India accidentally released a missile, which landed in Pakistan, around 7pm last Wednesday during routine maintenance and inspection, he said.

“While this incident is regretted, we are relieved that nobody was hurt due to the accident,” Singh said.

An Indian media report said that an unarmed, practice-version of the BrahMos supersonic missile was accidentally fired into Pakistan during an inspection at a secret satellite base of the Indian Air Force.

Quoting sources in the Indian defense ministry, the report claimed that the missile followed the trajectory that it would have in case of a conflict, but “certain factors” played a role in ensuring that any pre-fed target was out of danger.

The report said that since it was “a practice missile”, it had no warheads. The report also claimed that India informed Pakistan about this “accidental firing” soon after it happened. Pakistan, however, said that India failed to immediately inform Islamabad about the accidental launch, and waited until after the Inter-Services Public Relations announced the incident and sought clarification from New Delhi.

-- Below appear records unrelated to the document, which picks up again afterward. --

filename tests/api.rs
use axum::body::Body;
use axum::http::StatusCode;
use http_body_util::BodyExt;
use serde_json::{json, Value};
use smuggler_mcp::api::{build_router, AppState};
use smuggler_mcp::config::ScannerConfig;
use std::path::{Path, PathBuf};
use std::sync::Arc;
use tempfile::TempDir;
use tower::ServiceExt;

/// App state whose "interpreter" is `sh`, so the scanner script is a shell
/// script written into a temp dir.
fn create_test_state(script_body: Option<&str>) -> (TempDir, AppState) {
    let dir = tempfile::tempdir().unwrap();
    let script = dir.path().join("smuggler.py");
    if let Some(body) = script_body {
        std::fs::write(&script, body).unwrap();
    }

    let config = ScannerConfig {
        python_bin: PathBuf::from("sh"),
        smuggler_path: script,
        max_duration: None,
    };
    (dir, AppState::new(Arc::new(config)))
}

fn app(state: &AppState) -> axum::Router {
    build_router(state.clone())
}

fn make_request(method: &str, uri: &str, body: Option<Value>) -> axum::http::Request<Body> {
    let builder = axum::http::Request::builder()
        .method(method)
        .uri(uri)
        .header("content-type", "application/json");

    match body {
        Some(b) => builder.body(Body::from(serde_json::to_string(&b).unwrap())).unwrap(),
        None => builder.body(Body::empty()).unwrap(),
    }
}

fn rpc(method: &str, params: Value) -> axum::http::Request<Body> {
    make_request("POST", "/mcp", Some(json!({
        "jsonrpc": "2.0",
        "id": 1,
        "method": method,
        "params": params,
    })))
}

fn call_smuggler(arguments: Value) -> axum::http::Request<Body> {
    rpc("tools/call", json!({ "name": "do-smuggler", "arguments": arguments }))
}

async fn response_json(response: axum::http::Response<Body>) -> Value {
    let (parts, body) = response.into_parts();
    let bytes = body.collect().await.unwrap().to_bytes();
    if bytes.is_empty() {
        panic!("Empty response body. Status: {}, Headers: {:?}", parts.status, parts.headers);
    }
    serde_json::from_slice(&bytes)
        .unwrap_or_else(|e| panic!("JSON parse error: {}. Body: {:?}", e, String::from_utf8_lossy(&bytes)))
}

fn command_for(script: &Path, url: &str) -> String {
    format!("sh {} -u {}", script.display(), url)
}

#[tokio::test]
async fn test_health_endpoint() {
    let (_dir, state) = create_test_state(None);
    let req = make_request("GET", "/health", None);
    let response = app(&state).oneshot(req).await.unwrap();
    assert_eq!(response.status(), StatusCode::OK);

    let body = response_json(response).await;
    assert_eq!(body["status"], "healthy");
    assert_eq!(body["service"], "smuggler-mcp");
}

#[tokio::test]
async fn test_initialize() {
    let (_dir, state) = create_test_state(None);
    let req = rpc("initialize", json!({ "protocolVersion": "2025-03-26", "capabilities": {} }));
    let response = app(&state).oneshot(req).await.unwrap();
    assert_eq!(response.status(), StatusCode::OK);

    let body = response_json(response).await;
    assert_eq!(body["id"], 1);
    assert_eq!(body["result"]["protocolVersion"], "2025-03-26");
    assert_eq!(body["result"]["serverInfo"]["name"], "smuggler-mcp");
    assert!(body["result"]["capabilities"]["tools"].is_object());
}

#[tokio::test]
async fn test_notification_accepted_without_body() {
    let (_dir, state) = create_test_state(None);
    let req = make_request("POST", "/mcp", Some(json!({
        "jsonrpc": "2.0",
        "method": "notifications/initialized",
    })));
    let response = app(&state).oneshot(req).await.unwrap();
    assert_eq!(response.status(), StatusCode::ACCEPTED);
}

#[tokio::test]
async fn test_tools_list() {
    let (_dir, state) = create_test_state(None);
    let response = app(&state).oneshot(rpc("tools/list", json!({}))).await.unwrap();
    let body = response_json(response).await;

    let tools = body["result"]["tools"].as_array().unwrap();
    assert_eq!(tools.len(), 1);
    assert_eq!(tools[0]["name"], "do-smuggler");
    assert_eq!(tools[0]["inputSchema"]["properties"]["url"]["type"], "string");
    assert!(tools[0]["inputSchema"]["properties"]["smuggler_args"]["description"]
        .as_str()
        .unwrap()
        .contains("-verify VERIFY"));
}

#[tokio::test]
async fn test_unknown_method() {
    let (_dir, state) = create_test_state(None);
    let response = app(&state).oneshot(rpc("resources/list", json!({}))).await.unwrap();
    let body = response_json(response).await;
    assert_eq!(body["error"]["code"], -32601);
}

#[tokio::test]
async fn test_malformed_json() {
    let (_dir, state) = create_test_state(None);
    let req = axum::http::Request::builder()
        .method("POST")
        .uri("/mcp")
        .header("content-type", "application/json")
        .body(Body::from("{not json"))
        .unwrap();
    let response = app(&state).oneshot(req).await.unwrap();
    let body = response_json(response).await;
    assert_eq!(body["error"]["code"], -32700);
    assert_eq!(body["id"], Value::Null);
}

#[tokio::test]
async fn test_call_with_findings() {
    let (dir, state) = create_test_state(Some(
        "printf '\\033[1;31m[+] Potential CL.TE Vulnerability Found (abc)\\033[0m\\n[!] Potential TE.CL Vulnerability Found (xyz)'\n",
    ));
    let response = app(&state)
        .oneshot(call_smuggler(json!({ "url": "https://example.com" })))
        .await
        .unwrap();
    assert_eq!(response.status(), StatusCode::OK);

    let body = response_json(response).await;
    let result = &body["result"];
    assert_eq!(
        result["content"],
        json!([{
            "type": "text",
            "text": "[+] Potential CL.TE Vulnerability Found (abc)\n[!] Potential TE.CL Vulnerability Found (xyz)",
        }])
    );
    assert_eq!(
        result["metadata"]["findings"],
        json!({
            "cl_te": [{ "mutation": "abc", "severity": "high" }],
            "te_cl": [{ "mutation": "xyz", "severity": "medium" }],
        })
    );
    assert_eq!(
        result["metadata"]["command"],
        command_for(&dir.path().join("smuggler.py"), "https://example.com")
    );
}

#[tokio::test]
async fn test_call_without_findings_still_succeeds() {
    let (_dir, state) = create_test_state(Some("echo '[+] URL        : https://example.com'\n"));
    let response = app(&state)
        .oneshot(call_smuggler(json!({ "url": "https://example.com" })))
        .await
        .unwrap();

    let body = response_json(response).await;
    assert_eq!(body["result"]["content"][0]["text"], "[+] URL        : https://example.com\n");
    assert_eq!(body["result"]["metadata"]["findings"], json!({ "cl_te": [], "te_cl": [] }));
}

#[tokio::test]
async fn test_call_passes_extra_args() {
    // The fake scanner echoes its arguments.
    let (dir, state) = create_test_state(Some("printf '%s\\n' \"$*\"\n"));
    let response = app(&state)
        .oneshot(call_smuggler(json!({
            "url": "https://example.com",
            "smuggler_args": ["-m", "GET", "-verify", "never"],
        })))
        .await
        .unwrap();

    let body = response_json(response).await;
    assert_eq!(
        body["result"]["content"][0]["text"],
        "-u https://example.com -m GET -verify never\n"
    );
    assert_eq!(
        body["result"]["metadata"]["command"],
        format!("{} -m GET -verify never", command_for(&dir.path().join("smuggler.py"), "https://example.com"))
    );
}

#[tokio::test]
async fn test_call_nonzero_exit() {
    let (_dir, state) = create_test_state(Some("printf 'error: connection refused' >&2\nexit 2\n"));
    let response = app(&state)
        .oneshot(call_smuggler(json!({ "url": "https://example.com" })))
        .await
        .unwrap();

    let body = response_json(response).await;
    let result = &body["result"];
    let text = result["content"][0]["text"].as_str().unwrap();
    assert!(text.contains("2"));
    assert!(text.contains("error: connection refused"));
    assert!(result.get("metadata").is_none());
}

#[tokio::test]
async fn test_call_script_missing() {
    let (dir, state) = create_test_state(None);
    let response = app(&state)
        .oneshot(call_smuggler(json!({ "url": "https://example.com" })))
        .await
        .unwrap();

    let body = response_json(response).await;
    let result = &body["result"];
    assert_eq!(
        result["content"][0]["text"],
        format!(
            "Smuggler script not found at {}. Ensure it is cloned during build.",
            dir.path().join("smuggler.py").display()
        )
    );
    assert!(result.get("metadata").is_none());
}

#[tokio::test]
async fn test_call_invalid_url() {
    let (_dir, state) = create_test_state(Some("exit 0\n"));
    let response = app(&state)
        .oneshot(call_smuggler(json!({ "url": "not a url" })))
        .await
        .unwrap();

    let body = response_json(response).await;
    assert_eq!(body["error"]["code"], -32602);
    assert!(body.get("result").is_none());
}

#[tokio::test]
async fn test_call_unknown_tool() {
    let (_dir, state) = create_test_state(None);
    let req = rpc("tools/call", json!({ "name": "do-nmap", "arguments": {} }));
    let response = app(&state).oneshot(req).await.unwrap();

    let body = response_json(response).await;
    assert_eq!(body["error"]["code"], -32602);
    assert!(body["error"]["message"].as_str().unwrap().contains("do-nmap"));
}
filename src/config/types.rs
use serde::{Deserialize, Serialize};
use std::path::PathBuf;
use std::time::Duration;

pub const DEFAULT_PYTHON_BIN: &str = "python3";
pub const DEFAULT_SMUGGLER_PATH: &str = "/opt/smuggler/smuggler.py";
pub const DEFAULT_MAX_DURATION_SECS: u64 = 300;
pub const DEFAULT_HOST: &str = "127.0.0.1";
pub const DEFAULT_PORT: u16 = 3000;

/// On-disk configuration file. Every field is optional so a file only needs
/// to name what it overrides.
#[derive(Debug, Clone, Deserialize, Serialize, Default)]
#[serde(deny_unknown_fields)]
pub struct SmugglerConfig {
    pub scanner: Option<ScannerSection>,
    pub server: Option<ServerSection>,
}

#[derive(Debug, Clone, Deserialize, Serialize, Default)]
#[serde(deny_unknown_fields)]
pub struct ScannerSection {
    pub python_bin: Option<PathBuf>,
    pub smuggler_path: Option<PathBuf>,
    /// Seconds before a running scan is killed. `0` disables the deadline.
    pub max_duration_secs: Option<u64>,
}

#[derive(Debug, Clone, Deserialize, Serialize, Default)]
#[serde(deny_unknown_fields)]
pub struct ServerSection {
    pub host: Option<String>,
    pub port: Option<u16>,
}

/// Resolved scanner settings, built once at startup and shared by reference
/// with every invocation.
#[derive(Debug, Clone, PartialEq, Eq)]
pub struct ScannerConfig {
    pub python_bin: PathBuf,
    pub smuggler_path: PathBuf,
    pub max_duration: Option<Duration>,
}

impl Default for ScannerConfig {
    fn default() -> Self {
        Self {
            python_bin: PathBuf::from(DEFAULT_PYTHON_BIN),
            smuggler_path: PathBuf::from(DEFAULT_SMUGGLER_PATH),
            max_duration: Some(Duration::from_secs(DEFAULT_MAX_DURATION_SECS)),
        }
    }
}

#[derive(Debug, Clone, PartialEq, Eq)]
pub struct ServerConfig {
    pub host: String,
    pub port: u16,
}

impl Default for ServerConfig {
    fn default() -> Self {
        Self {
            host: DEFAULT_HOST.to_string(),
            port: DEFAULT_PORT,
        }
    }
}

impl ServerConfig {
    pub fn bind_addr(&self) -> String {
        format!("{}:{}", self.host, self.port)
    }
}

/// Values supplied on the command line or through the environment. These
/// take precedence over the config file.
#[derive(Debug, Clone, Default)]
pub struct ScannerOverrides {
    pub python_bin: Option<PathBuf>,
    pub smuggler_path: Option<PathBuf>,
    pub max_duration_secs: Option<u64>,
}

#[derive(Debug, Clone, Default)]
pub struct ServerOverrides {
    pub host: Option<String>,
    pub port: Option<u16>,
}

impl SmugglerConfig {
    /// Layer the file's scanner section and the overrides on top of the defaults.
    pub fn scanner_config(&self, overrides: &ScannerOverrides) -> ScannerConfig {
        let defaults = ScannerConfig::default();
        let section = self.scanner.clone().unwrap_or_default();

        let max_duration_secs = overrides
            .max_duration_secs
            .or(section.max_duration_secs)
            .unwrap_or(DEFAULT_MAX_DURATION_SECS);

        ScannerConfig {
            python_bin: overrides
                .python_bin
                .clone()
                .or(section.python_bin)
                .unwrap_or(defaults.python_bin),
            smuggler_path: overrides
                .smuggler_path
                .clone()
                .or(section.smuggler_path)
                .unwrap_or(defaults.smuggler_path),
            max_duration: (max_duration_secs > 0).then(|| Duration::from_secs(max_duration_secs)),
        }
    }

    pub fn server_config(&self, overrides: &ServerOverrides) -> ServerConfig {
        let defaults = ServerConfig::default();
        let section = self.server.clone().unwrap_or_default();

        ServerConfig {
            host: overrides.host.clone().or(section.host).unwrap_or(defaults.host),
            port: overrides.port.or(section.port).unwrap_or(defaults.port),
        }
    }
}
use std::path::Path;
use crate::errors::SmugglerError;
use super::types::SmugglerConfig;
use tracing::warn;

const MAX_CONFIG_BYTES: u64 = 1_048_576;

pub async fn parse_config(path: &Path) -> Result<SmugglerConfig, SmugglerError> {
    if !path.exists() {
        return Err(SmugglerError::Config(format!("Config file not found: {}", path.display())));
    }

    let metadata = tokio::fs::metadata(path).await?;
    if metadata.len() > MAX_CONFIG_BYTES {
        return Err(SmugglerError::Config("Config file exceeds 1MB limit".into()));
    }

    let content = tokio::fs::read_to_string(path).await?;
    parse_config_str(&content)
}

pub fn parse_config_str(content: &str) -> Result<SmugglerConfig, SmugglerError> {
    // An empty YAML document deserializes to unit, not to an empty mapping.
    if content.trim().is_empty() {
        return Ok(SmugglerConfig::default());
    }

    let config: SmugglerConfig = serde_yaml::from_str(content)?;
    validate_values(&config)?;
    Ok(config)
}

/// Reject values that deserialize fine but can never work.
fn validate_values(config: &SmugglerConfig) -> Result<(), SmugglerError> {
    if let Some(scanner) = &config.scanner {
        if scanner.python_bin.as_ref().is_some_and(|p| p.as_os_str().is_empty()) {
            return Err(SmugglerError::Config("scanner.python_bin must not be empty".into()));
        }
        if scanner.smuggler_path.as_ref().is_some_and(|p| p.as_os_str().is_empty()) {
            return Err(SmugglerError::Config("scanner.smuggler_path must not be empty".into()));
        }
        if scanner.max_duration_secs == Some(0) {
            warn!("scanner.max_duration_secs is 0, scans will run without a deadline");
        }
    }

    if let Some(server) = &config.server {
        if server.host.as_deref().is_some_and(str::is_empty) {
            return Err(SmugglerError::Config("server.host must not be empty".into()));
        }
    }

    Ok(())
}
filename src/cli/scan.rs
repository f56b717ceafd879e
use std::sync::Arc;

use crate::cli::commands::ScanArgs;
use crate::config::load_config;
use crate::errors::SmugglerError;
use crate::scanner::{SmugglerRequest, SmugglerTool};

/// Run one `do-smuggler` call locally. The tool result goes to stdout as
/// JSON; logs stay on stderr.
pub async fn handle_scan(args: ScanArgs) -> Result<(), SmugglerError> {
    let file = load_config(args.scanner.config.as_deref()).await?;
    let scanner = Arc::new(file.scanner_config(&args.scanner.overrides()));

    let tool = SmugglerTool::new(scanner);
    let response = tool.call(SmugglerRequest::new(args.url, args.smuggler_args)).await?;

    println!("{}", serde_json::to_string_pretty(&response.to_tool_result())?);
    Ok(())
}
use std::path::Path;

use serde::Serialize;
use serde_json::{json, Value};

use crate::models::finding::FindingSet;
use crate::process::{ProcessOutcome, Termination};
use super::invocation::Invocation;

/// Metadata attached to a successful scan.
#[derive(Debug, Clone, PartialEq, Eq, Serialize)]
pub struct ScanMetadata {
    pub findings: FindingSet,
    pub command: String,
}

/// What the `do-smuggler` operation returns to its caller.
#[derive(Debug, Clone, PartialEq, Eq)]
pub enum ScanResponse {
    Success { output: String, metadata: ScanMetadata },
    Failure { message: String },
}

impl ScanResponse {
    pub fn script_missing(path: &Path) -> Self {
        ScanResponse::Failure {
            message: format!(
                "Smuggler script not found at {}. Ensure it is cloned during build.",
                path.display()
            ),
        }
    }

    pub fn is_success(&self) -> bool {
        matches!(self, ScanResponse::Success { .. })
    }

    /// The single text block of the response.
    pub fn text(&self) -> &str {
        match self {
            ScanResponse::Success { output, .. } => output,
            ScanResponse::Failure { message } => message,
        }
    }

    pub fn metadata(&self) -> Option<&ScanMetadata> {
        match self {
            ScanResponse::Success { metadata, .. } => Some(metadata),
            ScanResponse::Failure { .. } => None,
        }
    }

    /// Tool-call result body: one text content block, plus metadata on success.
    pub fn to_tool_result(&self) -> Value {
        let mut result = json!({
            "content": [{ "type": "text", "text": self.text() }],
        });
        if let Some(metadata) = self.metadata() {
            result["metadata"] = json!(metadata);
        }
        result
    }
}

/// Build the response for a finished run.
///
/// `sanitized` is the captured output with escape sequences removed and
/// `findings` the markers extracted from it; both are ignored on failure
/// except for surfacing the partial output.
pub fn assemble(
    outcome: &ProcessOutcome,
    sanitized: String,
    findings: FindingSet,
    invocation: &Invocation,
) -> ScanResponse {
    if outcome.succeeded() {
        return ScanResponse::Success {
            output: sanitized,
            metadata: ScanMetadata {
                findings,
                command: invocation.command_line(),
            },
        };
    }

    let (code, detail) = match &outcome.termination {
        Termination::Exited(code) => (code.to_string(), "See logs".to_string()),
        Termination::LaunchFailed(error) => ("spawn error".to_string(), error.clone()),
        Termination::TimedOut(limit) => (
            "timeout".to_string(),
            format!("Scan exceeded {}s and was killed", limit.as_secs()),
        ),
        Termination::Terminated(reason) => ("none".to_string(), reason.clone()),
    };

    let mut message = format!("Smuggler failed (code: {}). {}", code, detail);
    if !sanitized.is_empty() {
        message.push_str("\n\n");
        message.push_str(&sanitized);
    }

    ScanResponse::Failure { message }
}
use crate::errors::SmugglerError;
use super::models::{JsonRpcError, INTERNAL_ERROR, INVALID_PARAMS};

impl From<SmugglerError> for JsonRpcError {
    fn from(err: SmugglerError) -> Self {
        let code = match &err {
            SmugglerError::InvalidArguments(_) | SmugglerError::InvalidTarget(_) => INVALID_PARAMS,
            _ => INTERNAL_ERROR,
        };
        JsonRpcError::new(code, err.to_string())
    }
}
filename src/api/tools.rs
use std::sync::LazyLock;

use serde_json::{json, Value};

use crate::errors::SmugglerError;
use crate::scanner::tool::{SMUGGLER_ARGS_HELP, TOOL_DESCRIPTION, TOOL_NAME};

pub static SMUGGLER_INPUT_SCHEMA: LazyLock<Value> = LazyLock::new(|| {
    json!({
        "type": "object",
        "properties": {
            "url": {
                "type": "string",
                "format": "uri",
                "description": "Target URL to detect HTTP Request Smuggling"
            },
            "smuggler_args": {
                "type": "array",
                "items": { "type": "string" },
                "description": SMUGGLER_ARGS_HELP
            }
        },
        "required": ["url"]
    })
});

/// Entry advertised by `tools/list`.
pub fn smuggler_descriptor() -> Value {
    json!({
        "name": TOOL_NAME,
        "description": TOOL_DESCRIPTION,
        "inputSchema": SMUGGLER_INPUT_SCHEMA.clone(),
    })
}

/// Check tool arguments against the advertised input schema.
pub fn validate_arguments(arguments: &Value) -> Result<(), SmugglerError> {
    let compiled = jsonschema::JSONSchema::compile(&SMUGGLER_INPUT_SCHEMA)
        .map_err(|e| SmugglerError::Internal(format!("Schema compilation error: {}", e)))?;

    if let Err(errors) = compiled.validate(arguments) {
        let messages: Vec<String> = errors
            .map(|e| format!("{} at {}", e, e.instance_path))
            .collect();
        return Err(SmugglerError::InvalidArguments(messages.join("; ")));
    }

    Ok(())
}
pub mod assembler;
pub mod extract;
pub mod invocation;
pub mod tool;

pub use assembler::{assemble, ScanMetadata, ScanResponse};
pub use extract::extract_findings;
pub use invocation::Invocation;
pub use tool::{SmugglerRequest, SmugglerTool, TOOL_NAME};
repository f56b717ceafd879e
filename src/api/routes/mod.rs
pub mod health;
pub mod mcp;
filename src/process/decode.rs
/// Incremental UTF-8 decoder for one output channel.
///
/// Pipe reads can split a multi-byte character across two chunks, so an
/// incomplete trailing sequence is held back until the next chunk arrives.
/// Bytes that can never form valid UTF-8 become U+FFFD.
#[derive(Debug, Default)]
pub struct ChunkDecoder {
    pending: Vec<u8>,
}

impl ChunkDecoder {
    pub fn decode(&mut self, chunk: &[u8]) -> String {
        self.pending.extend_from_slice(chunk);
        let mut out = String::with_capacity(self.pending.len());

        loop {
            match std::str::from_utf8(&self.pending) {
                Ok(text) => {
                    out.push_str(text);
                    self.pending.clear();
                    break;
                }
                Err(e) => {
                    let valid = e.valid_up_to();
                    out.push_str(&String::from_utf8_lossy(&self.pending[..valid]));
                    match e.error_len() {
                        Some(invalid) => {
                            out.push(char::REPLACEMENT_CHARACTER);
                            self.pending.drain(..valid + invalid);
                        }
                        None => {
                            self.pending.drain(..valid);
                            break;
                        }
                    }
                }
            }
        }

        out
    }

    /// Flush whatever is still pending once the channel is closed.
    pub fn finish(&mut self) -> String {
        let tail = String::from_utf8_lossy(&self.pending).into_owned();
        self.pending.clear();
        tail
    }
}
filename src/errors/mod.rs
pub mod types;

pub use types::SmugglerError;
use axum::{extract::State, Json};
use serde_json::{json, Value};
use crate::api::AppState;

pub async fn health_check(State(state): State<AppState>) -> Json<Value> {
    let uptime = chrono::Utc::now() - state.started_at;
    Json(json!({
        "status": "healthy",
        "service": "smuggler-mcp",
        "version": env!("CARGO_PKG_VERSION"),
        "started_at": state.started_at.to_rfc3339(),
        "uptime_secs": uptime.num_seconds(),
    }))
}
use thiserror::Error;

/// Errors raised by the hosting surface (config, arguments, transport).
///
/// Scanner failures are not errors at this level: a missing script, a launch
/// failure or a non-zero exit all come back as a `ScanResponse::Failure`.
#[derive(Debug, Error)]
pub enum SmugglerError {
    #[error("Configuration error: {0}")]
    Config(String),

    #[error("Invalid arguments: {0}")]
    InvalidArguments(String),

    #[error("Invalid target: {0}")]
    InvalidTarget(String),

    #[error("IO error: {0}")]
    Io(#[from] std::io::Error),

    #[error("JSON error: {0}")]
    Json(#[from] serde_json::Error),

    #[error("YAML error: {0}")]
    Yaml(#[from] serde_yaml::Error),

    #[error("Internal error: {0}")]
    Internal(String),
}

impl SmugglerError {
    /// Process exit code used by the binary when a command fails.
    pub fn exit_code(&self) -> i32 {
        match self {
            SmugglerError::Config(_) | SmugglerError::Yaml(_) => 2,
            SmugglerError::InvalidTarget(_) => 5,
            _ => 1,
        }
    }
}
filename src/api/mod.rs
pub mod errors;
pub mod models;
pub mod routes;
pub mod tools;

use std::sync::Arc;

use axum::routing::{get, post};
use axum::Router;
use chrono::{DateTime, Utc};
use tower::ServiceBuilder;
use tower_http::cors::CorsLayer;
use tower_http::trace::TraceLayer;

use crate::config::ScannerConfig;
use crate::scanner::SmugglerTool;

#[derive(Clone)]
pub struct AppState {
    pub tool: Arc<SmugglerTool>,
    pub started_at: DateTime<Utc>,
}

impl AppState {
    pub fn new(config: Arc<ScannerConfig>) -> Self {
        Self {
            tool: Arc::new(SmugglerTool::new(config)),
            started_at: Utc::now(),
        }
    }
}

pub fn build_router(state: AppState) -> Router {
    Router::new()
        .route("/health", get(routes::health::health_check))
        .route("/mcp", post(routes::mcp::handle_mcp))
        .layer(
            ServiceBuilder::new()
                .layer(TraceLayer::new_for_http())
                .layer(CorsLayer::permissive()),
        )
        .with_state(state)
}
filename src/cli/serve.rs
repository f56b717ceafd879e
use std::sync::Arc;

use tokio_util::sync::CancellationToken;
use tracing::{info, warn};

use crate::api;
use crate::cli::commands::ServeArgs;
use crate::config::load_config;
use crate::errors::SmugglerError;

pub async fn handle_serve(args: ServeArgs) -> Result<(), SmugglerError> {
    let file = load_config(args.scanner.config.as_deref()).await?;
    let scanner = Arc::new(file.scanner_config(&args.scanner.overrides()));
    let server = file.server_config(&args.overrides());

    if !scanner.smuggler_path.exists() {
        warn!(path = %scanner.smuggler_path.display(), "Smuggler script not found, tool calls will fail until it is installed");
    }

    info!(
        host = %server.host,
        port = server.port,
        python_bin = %scanner.python_bin.display(),
        smuggler_path = %scanner.smuggler_path.display(),
        max_duration_secs = ?scanner.max_duration.map(|d| d.as_secs()),
        "Starting tool server"
    );

    let app = api::build_router(api::AppState::new(scanner));

    let addr = server.bind_addr();
    let listener = tokio::net::TcpListener::bind(&addr).await?;
    info!("Listening on {}", addr);

    let shutdown = CancellationToken::new();
    let signal = shutdown.clone();
    tokio::spawn(async move {
        if tokio::signal::ctrl_c().await.is_ok() {
            info!("Shutdown signal received");
            signal.cancel();
        }
    });

    axum::serve(listener, app)
        .with_graceful_shutdown(async move { shutdown.cancelled().await })
        .await
        .map_err(|e| SmugglerError::Internal(format!("Server error: {}", e)))?;

    Ok(())
}
use crate::cli::commands::ValidateArgs;
use crate::config::{parse_config, ScannerOverrides, ServerOverrides};
use crate::errors::SmugglerError;

pub async fn handle_validate(args: ValidateArgs) -> Result<(), SmugglerError> {
    let config = parse_config(&args.config).await?;
    let scanner = config.scanner_config(&ScannerOverrides::default());
    let server = config.server_config(&ServerOverrides::default());

    println!("Configuration is valid: {}", args.config.display());
    println!("  python_bin:    {}", scanner.python_bin.display());
    println!("  smuggler_path: {}", scanner.smuggler_path.display());
    match scanner.max_duration {
        Some(limit) => println!("  max_duration:  {}s", limit.as_secs()),
        None => println!("  max_duration:  unlimited"),
    }
    println!("  listen:        {}", server.bind_addr());
    Ok(())
}
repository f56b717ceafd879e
pub mod commands;
pub mod scan;
pub mod serve;
pub mod validate;

pub use commands::{Cli, Commands};
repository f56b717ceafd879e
pub mod decode;
pub mod supervisor;

pub use supervisor::{ProcessOutcome, ProcessSupervisor, Termination};
pub mod ansi;

pub use ansi::strip_ansi;
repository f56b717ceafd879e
use clap::Parser;
use smuggler_mcp::cli;
use tracing_subscriber::EnvFilter;

#[tokio::main]
async fn main() {
    let cli = cli::Cli::parse();

    // Initialize logging
    let log_level = match cli.verbose {
        0 => "info",
        1 => "debug",
        _ => "trace",
    };

    let filter = EnvFilter::try_from_default_env()
        .unwrap_or_else(|_| EnvFilter::new(log_level));

    tracing_subscriber::fmt()
        .with_env_filter(filter)
        .with_target(false)
        .with_ansi(!cli.no_color)
        .with_writer(std::io::stderr)
        .init();

    let result = match cli.command {
        cli::Commands::Serve(args) => cli::serve::handle_serve(args).await,
        cli::Commands::Scan(args) => cli::scan::handle_scan(args).await,
        cli::Commands::Validate(args) => cli::validate::handle_validate(args).await,
    };

    if let Err(e) = result {
        eprintln!("Error: {}", e);
        std::process::exit(e.exit_code());
    }
}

India subsequently acknowledged the incident on Friday, chalking it up to a “technical malfunction”, and said that a “high-level court of inquiry” was ordered on the event.

The Foreign Office rejected the “simplistic explanation” offered by India and proposed a joint probe into the incident to establish the facts.

Foreign Minister Shah Mahmood Qureshi also took the issue up on Monday with his German counterpart and United Nations Secretary-General Antonio Guterres.

National Security Adviser Moeed Yusuf had also questioned Delhi’s ability to handle sensitive technology in the wake of the incident and urged the world to consider whether India was able to ensure the safety and security of its nuclear weapon systems.

Yusuf called for an investigation into the “real circumstances surrounding” the March 9 incident “to ascertain if this was an inadvertent launch or something more intentional”, saying that “it is hard to believe anything this Indian government says.”